*Activity*
Lines containing the word "filename" in the data below: say how many, with no other text.

Records excerpted from a collection
Segment Open

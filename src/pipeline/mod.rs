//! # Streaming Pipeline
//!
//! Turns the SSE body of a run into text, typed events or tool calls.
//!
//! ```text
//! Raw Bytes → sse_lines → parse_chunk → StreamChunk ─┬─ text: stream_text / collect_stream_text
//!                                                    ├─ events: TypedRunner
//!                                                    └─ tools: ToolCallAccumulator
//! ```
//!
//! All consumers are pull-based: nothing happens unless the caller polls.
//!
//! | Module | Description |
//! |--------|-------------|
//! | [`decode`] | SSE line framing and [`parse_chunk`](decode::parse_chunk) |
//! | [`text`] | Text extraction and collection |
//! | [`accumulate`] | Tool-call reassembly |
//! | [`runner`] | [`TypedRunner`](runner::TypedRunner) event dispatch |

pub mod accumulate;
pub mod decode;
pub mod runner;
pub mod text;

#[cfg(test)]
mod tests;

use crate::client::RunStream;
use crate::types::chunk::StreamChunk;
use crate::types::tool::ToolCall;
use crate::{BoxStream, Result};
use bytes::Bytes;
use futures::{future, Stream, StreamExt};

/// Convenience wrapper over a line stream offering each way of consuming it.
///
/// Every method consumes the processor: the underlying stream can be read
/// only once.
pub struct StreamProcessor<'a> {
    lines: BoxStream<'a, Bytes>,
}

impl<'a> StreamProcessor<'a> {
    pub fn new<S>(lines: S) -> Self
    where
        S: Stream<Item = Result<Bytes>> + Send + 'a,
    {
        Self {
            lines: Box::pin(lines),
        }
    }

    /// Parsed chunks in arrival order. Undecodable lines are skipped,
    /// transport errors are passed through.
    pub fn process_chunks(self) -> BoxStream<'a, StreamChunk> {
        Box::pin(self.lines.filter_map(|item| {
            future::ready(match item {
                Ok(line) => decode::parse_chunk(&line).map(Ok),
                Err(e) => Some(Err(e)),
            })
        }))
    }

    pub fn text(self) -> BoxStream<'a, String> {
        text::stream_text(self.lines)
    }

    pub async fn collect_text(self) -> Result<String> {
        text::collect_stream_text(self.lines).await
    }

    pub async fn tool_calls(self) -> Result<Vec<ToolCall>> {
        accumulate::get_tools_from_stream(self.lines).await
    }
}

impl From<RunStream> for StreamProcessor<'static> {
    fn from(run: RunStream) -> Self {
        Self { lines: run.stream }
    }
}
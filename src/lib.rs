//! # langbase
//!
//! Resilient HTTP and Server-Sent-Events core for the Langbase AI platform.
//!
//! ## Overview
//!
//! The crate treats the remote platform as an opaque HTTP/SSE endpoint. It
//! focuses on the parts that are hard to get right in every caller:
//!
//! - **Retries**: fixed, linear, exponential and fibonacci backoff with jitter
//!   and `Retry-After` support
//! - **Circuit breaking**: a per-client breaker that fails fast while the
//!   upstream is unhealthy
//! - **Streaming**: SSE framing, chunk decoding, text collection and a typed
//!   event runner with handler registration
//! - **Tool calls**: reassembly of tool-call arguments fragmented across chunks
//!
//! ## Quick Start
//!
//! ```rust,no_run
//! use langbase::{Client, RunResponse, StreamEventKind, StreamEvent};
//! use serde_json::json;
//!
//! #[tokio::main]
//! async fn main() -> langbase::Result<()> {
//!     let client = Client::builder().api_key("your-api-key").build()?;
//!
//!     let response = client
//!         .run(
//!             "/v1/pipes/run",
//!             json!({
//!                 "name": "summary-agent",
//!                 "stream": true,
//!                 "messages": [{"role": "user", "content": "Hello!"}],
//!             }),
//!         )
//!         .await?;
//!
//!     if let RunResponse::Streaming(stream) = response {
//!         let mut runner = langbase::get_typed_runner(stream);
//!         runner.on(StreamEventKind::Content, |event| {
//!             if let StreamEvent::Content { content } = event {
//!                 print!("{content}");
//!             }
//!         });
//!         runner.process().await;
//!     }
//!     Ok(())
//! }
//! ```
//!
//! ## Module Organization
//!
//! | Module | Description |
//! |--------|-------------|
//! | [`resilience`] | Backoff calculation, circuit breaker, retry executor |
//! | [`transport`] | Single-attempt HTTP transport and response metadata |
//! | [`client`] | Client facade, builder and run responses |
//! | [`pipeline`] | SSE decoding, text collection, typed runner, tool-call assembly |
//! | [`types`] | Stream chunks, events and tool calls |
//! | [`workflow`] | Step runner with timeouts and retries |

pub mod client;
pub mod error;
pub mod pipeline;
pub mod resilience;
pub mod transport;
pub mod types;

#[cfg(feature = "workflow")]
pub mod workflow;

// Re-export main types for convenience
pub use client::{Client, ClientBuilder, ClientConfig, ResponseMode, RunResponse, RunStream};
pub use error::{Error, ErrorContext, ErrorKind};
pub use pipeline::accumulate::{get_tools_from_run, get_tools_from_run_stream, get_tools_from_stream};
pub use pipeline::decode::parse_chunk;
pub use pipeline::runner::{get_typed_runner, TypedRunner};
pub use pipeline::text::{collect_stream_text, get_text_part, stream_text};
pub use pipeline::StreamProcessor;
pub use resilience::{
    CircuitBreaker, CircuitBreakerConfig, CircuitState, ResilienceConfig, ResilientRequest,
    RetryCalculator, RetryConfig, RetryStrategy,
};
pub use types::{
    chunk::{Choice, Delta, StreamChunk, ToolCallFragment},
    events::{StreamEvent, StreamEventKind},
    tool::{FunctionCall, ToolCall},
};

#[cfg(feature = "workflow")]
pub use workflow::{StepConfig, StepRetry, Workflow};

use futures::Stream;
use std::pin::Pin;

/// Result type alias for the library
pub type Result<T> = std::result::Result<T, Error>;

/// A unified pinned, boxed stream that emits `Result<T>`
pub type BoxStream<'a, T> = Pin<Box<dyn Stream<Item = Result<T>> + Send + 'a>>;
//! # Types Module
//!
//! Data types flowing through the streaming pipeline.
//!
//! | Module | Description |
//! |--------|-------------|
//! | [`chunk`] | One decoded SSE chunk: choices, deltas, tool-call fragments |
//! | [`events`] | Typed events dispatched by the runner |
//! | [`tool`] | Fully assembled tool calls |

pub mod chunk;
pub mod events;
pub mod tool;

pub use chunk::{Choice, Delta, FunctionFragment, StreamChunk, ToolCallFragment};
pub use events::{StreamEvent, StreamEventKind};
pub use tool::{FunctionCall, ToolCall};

Segment Closed

*Reply to the exercise*
2